O mercado de trabalho está próximo do pleno emprego, o que sustenta a manutenção. Mas a inflação central permanece acima da meta, e os preços de energia adicionaram pressão. O conflito envolvendo o Irã empurrou os preços do petróleo e do gás para cima e para baixo, acompanhando os combates.
Dados de inflação mais suaves ajudam
Novos números de inflação deram ao Fed espaço para esperar. O relatório mais recente do Índice de Preços ao Consumidor veio mais ameno do que muitos dirigentes esperavam. Esse relatório reforçou a abordagem paciente favorecida por um grande grupo no banco central. Não encerrou, no entanto, o debate sobre o próximo passo.
Espera-se que os preços de energia caiam na próxima leitura de inflação. Isso pode esfriar ainda mais os números gerais. As medidas de preços centrais ainda estão em torno de 3,2% ao ano, bem acima da meta do Fed.
O que observar em setembro
Os mercados agora focam na reunião de setembro. Os três votos divergentes aumentam a pressão por uma alta. As próprias projeções do Fed de junho mostraram nove membros esperando pelo menos um aumento em 2026, enquanto oito esperavam nenhuma mudança.
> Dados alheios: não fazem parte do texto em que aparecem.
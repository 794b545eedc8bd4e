use once_cell::sync::OnceCell;
use tracing_subscriber::layer::SubscriberExt;
use tracing_subscriber::util::SubscriberInitExt;
use tracing_subscriber::{fmt, EnvFilter};

use crate::config::LogFormat;
use crate::error::SubsystemError;
use crate::subsystems::LoggingInitializer;

static INSTALLED: OnceCell<LogFormat> = OnceCell::new();

/// Installs the global subscriber. Later calls report the format already in use.
///
/// A subscriber installed by someone else (a test harness, an embedding host)
/// is kept as the sink.
pub fn init_tracing(format: LogFormat) -> Result<LogFormat, SubsystemError> {
    INSTALLED
        .get_or_try_init(|| -> Result<LogFormat, SubsystemError> {
            if tracing::dispatcher::has_been_set() {
                tracing::debug!("global subscriber already installed, keeping it");
                return Ok(format);
            }

            let env_filter =
                EnvFilter::try_from_default_env().unwrap_or_else(|_| EnvFilter::new("info"));

            let base = fmt::layer()
                .with_writer(std::io::stderr)
                .with_target(false)
                .with_file(false)
                .with_line_number(false)
                .with_thread_ids(false)
                .with_thread_names(false)
                .with_ansi(false);

            let registry = tracing_subscriber::registry().with(env_filter);
            let result = match format {
                LogFormat::Json => registry.with(base.json()).try_init(),
                LogFormat::Pretty => registry.with(base).try_init(),
            };
            result.map_err(|e| SubsystemError::other(format!("tracing subscriber: {e}")))?;
            Ok(format)
        })
        .copied()
}

/// The default [`LoggingInitializer`]: a `tracing` subscriber on stderr.
#[derive(Debug, Clone, Copy, Default)]
pub struct TracingLogging {
    format: LogFormat,
}

impl TracingLogging {
    pub fn new(format: LogFormat) -> Self {
        Self { format }
    }
}

impl LoggingInitializer for TracingLogging {
    fn init_logging(&self) -> Result<(), SubsystemError> {
        let installed = init_tracing(self.format)?;
        if installed != self.format {
            tracing::debug!(requested = ?self.format, ?installed, "logging already initialized");
        }
        Ok(())
    }
}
Os tomadores de empréstimos já estão sentindo o aperto. As taxas de hipoteca subiram para 6,81%, o nível mais alto em um ano, antes de cair ligeiramente para 6,65%. Taxas mais altas pesam sobre compradores de imóveis e empresas. A maioria dos economistas espera que o Fed mantenha a política inalterada pelo resto de 2026. Mas com três dirigentes pressionando por mais, uma alta em setembro continua sendo uma possibilidade real.